I need to know how to say "Brother, I will always remember" in Russian. Or: "Brother, I shall always remember".
I need a strictly correct translation; grammatically, word placement, vocabularily, puncuation, etc. 
I've used translators, but we all know how many times those are ever truly correct. I'd just like to make sure and find out from a native or fluent speaker.

----------


## it-ogo

> I need a strictly correct translation

 Than provide a context please. 
Is it a threat or hearty farewell or what? 
And what exactly will you aways remember?  ::

----------


## wildflowerloveaffair

i guess it's a farewell.. i want to stay i will always remember him, or you. 
so, "brother, i will always remember you" basically. But  I'd like it to mean the same as the English simple phrase "Brother, I will always remember." 
Sorry, I should have explained the context too. It makes more sense :]

----------


## Ramil

Literally, it would be:
Брат, я всегда буду помнить.

----------


## Igor from Moscow

Here is the translation:  
Брат, я всегда буду помнить.

----------


## wildflowerloveaffair

is that how you would say it?
if you were in a situation where you would be saying that to your brother or friend, would you say it just like that in Russia?

----------


## Ramil

> is that how you would say it?
> if you were in a situation where you would be saying that to your brother or friend, would you say it just like that in Russia?

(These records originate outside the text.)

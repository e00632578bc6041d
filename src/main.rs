use std::process::ExitCode;

use clap::Parser;
use ifeval_fc::cli::{self, Cli};

#[tokio::main]
async fn main() -> anyhow::Result<ExitCode> {
    let cli = Cli::parse();
    cli::run(cli).await
}
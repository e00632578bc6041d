//! START_END group: ending phrase and wrapping quotes

use serde::Deserialize;

use super::format_checker::{FormatChecker, InvalidParam};
use super::kind::CheckerKind;

#[derive(Debug, Clone, Deserialize)]
#[serde(deny_unknown_fields)]
pub struct EndPhraseChecker {
    pub end_phrase: String,
}

impl FormatChecker for EndPhraseChecker {
    fn kind(&self) -> CheckerKind {
        CheckerKind::EndPhrase
    }

    fn check(&self, value: &str) -> bool {
        let value = value.trim().to_lowercase();
        let phrase = self.end_phrase.trim().to_lowercase();
        value.ends_with(&phrase)
    }

    fn description(&self) -> String {
        format!(
            "The argument value must end with the exact phrase '{}'. Only whitespaces are allowed after it. Case doesn't matter.",
            self.end_phrase
        )
    }

    fn validate(&self) -> Result<(), InvalidParam> {
        if self.end_phrase.trim().is_empty() {
            return Err(InvalidParam::new("end_phrase", "phrase must not be blank"));
        }
        Ok(())
    }
}

#[derive(Debug, Clone, Copy, PartialEq, Eq, Default, Deserialize)]
#[serde(rename_all = "lowercase")]
pub enum QuotationType {
    Single,
    #[default]
    Double,
}

impl QuotationType {
    fn mark(&self) -> char {
        match self {
            Self::Single => '\'',
            Self::Double => '"',
        }
    }

    fn as_str(&self) -> &'static str {
        match self {
            Self::Single => "single",
            Self::Double => "double",
        }
    }
}

#[derive(Debug, Clone, Default, Deserialize)]
#[serde(deny_unknown_fields)]
pub struct QuotationChecker {
    #[serde(default)]
    pub quotation_type: QuotationType,
}

impl FormatChecker for QuotationChecker {
    fn kind(&self) -> CheckerKind {
        CheckerKind::Quotation
    }

    fn check(&self, value: &str) -> bool {
        let mark = self.quotation_type.mark();
        value.chars().count() >= 2 && value.starts_with(mark) && value.ends_with(mark)
    }

    fn description(&self) -> String {
        format!(
            "The argument value must be wrapped in {} quotation marks.\n No additional characters should appear outside the quotes.",
            self.quotation_type.as_str()
        )
    }
}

 I would say something like this instead:
Брат, я этого не забуду! 
(I won't forget this).

----------


## wildflowerloveaffair

Thank you! I like your answer.
Would this be okay too? 
Брат, я этого никогда забуду!
Or does that one not make sense.. because I'm debating on whether to say never forget, or not forget. 
And how does will become shall?

----------


## it-ogo

> Брат, я этого не забуду!
> Брат, я этого никогда не забуду!

 These are most probably threats.   

> And how does will become shall?

 Perhaps for this completely new phrase is needed. But first you should explain closely what does it mean because it can be understood and translated in a number of manners.

----------


## Ramil

> Брат, я этого не забуду!
> Брат, я этого никогда не забуду!
> 			
> 		  These are most probably threats.

 Not necessarily. It could mean a genuine grattitude as well.

----------